Behind many of VAR's teething troubles is this notion that the 'sovereign' referee should be the referee on the pitch. I don't know if this comes from officials being precious about VAR's threat to their legitimacy, or some weird, obsolete romantic notion that a guy in a booth many miles away shouldn't be overruling the chap on the field - but it's definitely thrown a spanner in the works.

 

There are already times - like when a ball crosses the line for a goal - where the 'VAR' has to be sovereign. If we treated VAR as a whole in this way - with an acceptance that the guy in aforementioned booth is also a fully-qualified ref, albeit one with superior information at hand - then we could start to work out what VAR can comfortably take charge of, and what it can't.

 

Some of that is quite bland.
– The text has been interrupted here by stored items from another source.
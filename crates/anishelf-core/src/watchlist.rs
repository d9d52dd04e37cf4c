//! Personal watch lists: one status per `(user, anime)`.

use std::collections::BTreeMap;

use chrono::{DateTime, Utc};
use serde::{Deserialize, Serialize};

use crate::{Error, Result, anime::{Anime, AnimeId}, user::UserId};

#[derive(Debug, Clone, Copy, PartialEq, Eq, PartialOrd, Ord, Hash, Serialize, Deserialize)]
#[serde(rename_all = "snake_case")]
pub enum ListStatus {
  Watching,
  Completed,
  OnHold,
  Dropped,
  Planned,
}

impl ListStatus {
  pub const ALL: [ListStatus; 5] = [
    ListStatus::Watching,
    ListStatus::Completed,
    ListStatus::OnHold,
    ListStatus::Dropped,
    ListStatus::Planned,
  ];

  pub fn as_str(self) -> &'static str {
    match self {
      ListStatus::Watching => "watching",
      ListStatus::Completed => "completed",
      ListStatus::OnHold => "on_hold",
      ListStatus::Dropped => "dropped",
      ListStatus::Planned => "planned",
    }
  }

  pub fn label(self) -> &'static str {
    match self {
      ListStatus::Watching => "Смотрю",
      ListStatus::Completed => "Просмотрено",
      ListStatus::OnHold => "Отложено",
      ListStatus::Dropped => "Брошено",
      ListStatus::Planned => "Запланировано",
    }
  }
}

impl std::str::FromStr for ListStatus {
  type Err = Error;

  fn from_str(s: &str) -> Result<Self> {
    ListStatus::ALL
      .into_iter()
      .find(|status| status.as_str() == s)
      .ok_or_else(|| Error::UnknownListStatus(s.to_owned()))
  }
}

#[derive(Debug, Clone, PartialEq, Eq, Serialize, Deserialize)]
pub struct WatchEntry {
  pub entry_id:   i64,
  pub user_id:    UserId,
  pub anime_id:   AnimeId,
  pub status:     ListStatus,
  pub created_at: DateTime<Utc>,
  pub updated_at: DateTime<Utc>,
}

/// A watch-list entry joined with its anime.
#[derive(Debug, Clone)]
pub struct WatchListItem {
  pub entry: WatchEntry,
  pub anime: Anime,
}

/// Entry count per status; every status is present, possibly with zero.
pub fn status_counts<'a, I>(statuses: I) -> BTreeMap<&'static str, usize>
where
  I: IntoIterator<Item = &'a ListStatus>,
{
  let mut counts: BTreeMap<&'static str, usize> =
    ListStatus::ALL.iter().map(|s| (s.as_str(), 0)).collect();
  for status in statuses {
    *counts.entry(status.as_str()).or_default() += 1;
  }
  counts
}
//! Watch-list endpoints.
//!
//! | Method | Path | Notes |
//! |--------|------|-------|
//! | `POST`   | `/anime/:id/list` | Body `{"status":"watching"}`; redirect |
//! | `DELETE` | `/anime/:id/list` | Redirect |
//! | `GET`    | `/users/:username/anime-list` | Entries, per-status counts, friends preview |

use std::{collections::BTreeMap, sync::Arc};

use anishelf_core::{
  anime::AnimeId,
  friend::FriendStatus,
  store::CatalogStore,
  user::{User, UserId, UserSummary},
  watchlist::{ListStatus, status_counts},
};
use axum::{
  Json,
  extract::{Path, State},
  http::HeaderMap,
  response::Redirect,
};
use chrono::{DateTime, Utc};
use serde::{Deserialize, Serialize};

use crate::{anime::AnimeSummary, error::ApiError, redirect_back, viewer::Viewer};

/// How many friends the profile list page previews.
pub const FRIENDS_PREVIEW: usize = 4;

#[derive(Debug, Deserialize)]
pub struct SetBody {
  #[serde(default)]
  pub status: String,
}

/// `POST /anime/:id/list`
pub async fn set<S>(
  State(store): State<Arc<S>>,
  viewer: Viewer,
  headers: HeaderMap,
  Path(anime_id): Path<AnimeId>,
  Json(body): Json<SetBody>,
) -> Result<Redirect, ApiError>
where
  S: CatalogStore,
{
  let user = viewer.require()?;
  let status: ListStatus = body
    .status
    .parse()
    .map_err(|_| ApiError::Validation(format!("unknown list status {:?}", body.status)))?;

  if store.get_anime(anime_id).await.map_err(ApiError::store)?.is_none() {
    return Err(ApiError::NotFound(format!("anime {anime_id} not found")));
  }

  store.set_list_status(user.user_id, anime_id, status).await.map_err(ApiError::store)?;
  Ok(redirect_back(&headers, &format!("/anime/{anime_id}")))
}

/// `DELETE /anime/:id/list`
pub async fn remove<S>(
  State(store): State<Arc<S>>,
  viewer: Viewer,
  headers: HeaderMap,
  Path(anime_id): Path<AnimeId>,
) -> Result<Redirect, ApiError>
where
  S: CatalogStore,
{
  let user = viewer.require()?;
  store.remove_list_entry(user.user_id, anime_id).await.map_err(ApiError::store)?;
  Ok(redirect_back(&headers, &format!("/anime/{anime_id}")))
}

// ─── Profile list ────────────────────────────────────────────────────────────

#[derive(Debug, Serialize, Deserialize)]
pub struct ListEntryView {
  pub anime:        AnimeSummary,
  pub status:       ListStatus,
  pub status_label: String,
  pub updated_at:   DateTime<Utc>,
}

#[derive(Debug, Serialize, Deserialize)]
pub struct ProfileList {
  pub user:            UserSummary,
  pub entries:         Vec<ListEntryView>,
  pub counts:          BTreeMap<String, usize>,
  pub friends_preview: Vec<UserSummary>,
  pub friends_count:   usize,
}

pub(crate) async fn user_by_name<S: CatalogStore>(store: &S, username: &str) -> Result<User, ApiError> {
  store
    .get_user_by_username(username)
    .await
    .map_err(ApiError::store)?
    .ok_or_else(|| ApiError::NotFound(format!("user {username} not found")))
}

/// Accepted friends of `user_id`, most recent friendship first.
pub(crate) async fn friends_of<S: CatalogStore>(store: &S, user_id: UserId) -> Result<Vec<User>, ApiError> {
  let accepted = store
    .friend_requests_for(user_id, Some(FriendStatus::Accepted))
    .await
    .map_err(ApiError::store)?;
  let ids: Vec<UserId> = accepted.iter().map(|r| r.counterpart(user_id)).collect();
  let mut users = store.get_users(ids.clone()).await.map_err(ApiError::store)?;
  users.sort_by_key(|u| ids.iter().position(|id| *id == u.user_id));
  Ok(users)
}

/// `GET /users/:username/anime-list`
pub async fn show<S>(
  State(store): State<Arc<S>>,
  Path(username): Path<String>,
) -> Result<Json<ProfileList>, ApiError>
where
  S: CatalogStore,
{
  let owner = user_by_name(store.as_ref(), &username).await?;
  let items = store.watch_list(owner.user_id).await.map_err(ApiError::store)?;

  let counts = status_counts(items.iter().map(|i| &i.entry.status))
    .into_iter()
    .map(|(k, v)| (k.to_owned(), v))
    .collect();

  let entries = items
    .iter()
    .map(|item| ListEntryView {
      anime:        AnimeSummary::from(&item.anime),
      status:       item.entry.status,
      status_label: item.entry.status.label().to_owned(),
      updated_at:   item.entry.updated_at,
    })
    .collect();

  let friends = friends_of(store.as_ref(), owner.user_id).await?;

  Ok(Json(ProfileList {
    user: owner.summary(),
    entries,
    counts,
    friends_preview: friends.iter().take(FRIENDS_PREVIEW).map(User::summary).collect(),
    friends_count: friends.len(),
  }))
}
Time added on, for instance, should really be decided by someone who has the function of counting stoppages irrespective of circumstances within the game. Then, the technology which works for goal-line decisions could also work for other lines on the pitch, if people wanted to extend things. Other points are debatable. For instance, I learnt recently that provisional software exists - with sensors placed in boots and balls - which can determine automatically an offside, albeit with a necessary change to what offside actually is.

 

As for red (and maybe even yellow cards), or penalties, well, if you want the game speeding up then the logical conclusion is that the fully qualified referee in the booth has the say, rather than the one who has missed something down on the pitch. Why wait? Stop play if you're fairly sure, and wait for the confirmation, or carry on and wait for the call if you're not. I saw that time limits for VAR decisions were a suggestion, so maybe that's a solution. Within 15 seconds of an incident VAR can have looked at it 2 or 3 times, so it begs the question: Do we care that referee A has made a quick, correct decision, rather than referee B?

 

Regarding goals, I would say that this is an area where it's best for the game for us to hold hands up and say 'the technology just isn't there yet for us to make quick decisions which don't damage the spectacle of the game'. And the only way round that, sadly, is for on-field referees to be 'sovereign', and when they think a goal is 100% fine (which is most of the time) they give it, and that's final. So the ref calls the offsides that they take to be offsides, and if a goal is ever ruled out, or given, with the on-field officials suspecting something may be afoot, then they call on VAR by clearly indicating a VAR review rather than pointing to the circle in that moment.

 

A very, very small number of errors would be made, and if your refereeing performances are properly reviewed, they'd improve. The spectacle of the game would be far less impacted on by VAR. And you'd only be upset if you cared that on some occasions, one ref needs to make the call, and on others it's another. It's going back to that original notion that VAR would be applied 'when and where it can be applied effectively'.

Edited by inckley fox
Posted

football is (was) awesome because of the immediacy of it, ok bad example but the DEEEEEEEEEEEENey moment is what I am on about. (Steve Claridge's Wembley shin is a better one perhaps :) )

 

the unbridled joy of when the ball hits the back of the net. 

 

its not the same with VAR, you're just waiting for the video guys to rule out what looked legit for an armpit offside or something that happened 30 seconds ago in play.

 

I wont bother watching a live game (in the stadium I mean) again whilst it is in use, even if they do make it less bad.

  • Like 1
Posted

I do agree people probably weren't calling for VAR to rule out minor off sides for a toe or finger and give handballs penalties like confetti each week which was happening.

 

I  think most wanted it in place to over rule any obvious errors that aren't subjective.